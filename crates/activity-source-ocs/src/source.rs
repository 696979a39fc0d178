//! Activity sources: where a fetch request's page actually comes from.

use std::collections::HashMap;
use std::future::Future;
use std::path::{Path, PathBuf};

use activity_core::types::{FetchOutcome, FetchRequest, RawActivity};

use crate::error::SourceError;
use crate::translate::decode;

/// Asynchronously produces one page of activities for an account.
pub trait ActivitySource: Send + Sync + 'static {
    fn fetch(
        &self,
        request: FetchRequest,
    ) -> impl Future<Output = Result<FetchOutcome, SourceError>> + Send;
}

// ─── File Source ─────────────────────────────────────────────────────

/// Serves each account from a JSON file holding a captured OCS response.
#[derive(Debug, Clone, Default)]
pub struct FileActivitySource {
    feeds: HashMap<String, PathBuf>,
}

impl FileActivitySource {
    pub fn new() -> Self {
        Self::default()
    }

    #[must_use]
    pub fn with_feed(mut self, account: impl Into<String>, path: impl Into<PathBuf>) -> Self {
        self.feeds.insert(account.into(), path.into());
        self
    }

    pub fn feed_path(&self, account: &str) -> Option<&Path> {
        self.feeds.get(account).map(PathBuf::as_path)
    }
}

impl ActivitySource for FileActivitySource {
    async fn fetch(&self, request: FetchRequest) -> Result<FetchOutcome, SourceError> {
        let path = self
            .feeds
            .get(&request.account_name)
            .ok_or_else(|| SourceError::UnknownAccount(request.account_name.clone()))?;

        let body = tokio::fs::read(path).await.map_err(|source| SourceError::Io {
            path: path.clone(),
            source,
        })?;
        let outcome = decode(&body)?;
        tracing::debug!(
            account = %request.account_name,
            path = %path.display(),
            records = outcome.records().len(),
            "read activity feed"
        );
        Ok(page(outcome, &request))
    }
}

/// Cut the requested page out of a full response.
fn page(outcome: FetchOutcome, request: &FetchRequest) -> FetchOutcome {
    let skip = request.page as usize * request.page_size as usize;
    let take = request.page_size as usize;
    let cut = |records: Vec<RawActivity>| -> Vec<RawActivity> {
        records.into_iter().skip(skip).take(take).collect()
    };
    match outcome {
        FetchOutcome::Records(records) => FetchOutcome::Records(cut(records)),
        FetchOutcome::FeatureUnavailable(records) => FetchOutcome::FeatureUnavailable(cut(records)),
        failed @ FetchOutcome::Failed(_) => failed,
    }
}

■ WORK ORDER: Show every line of the material above in which "skip" is present.

■ SOLUTION TO THE EXERCISE:
    let skip = request.page as usize * request.page_size as usize;
        records.into_iter().skip(skip).take(take).collect()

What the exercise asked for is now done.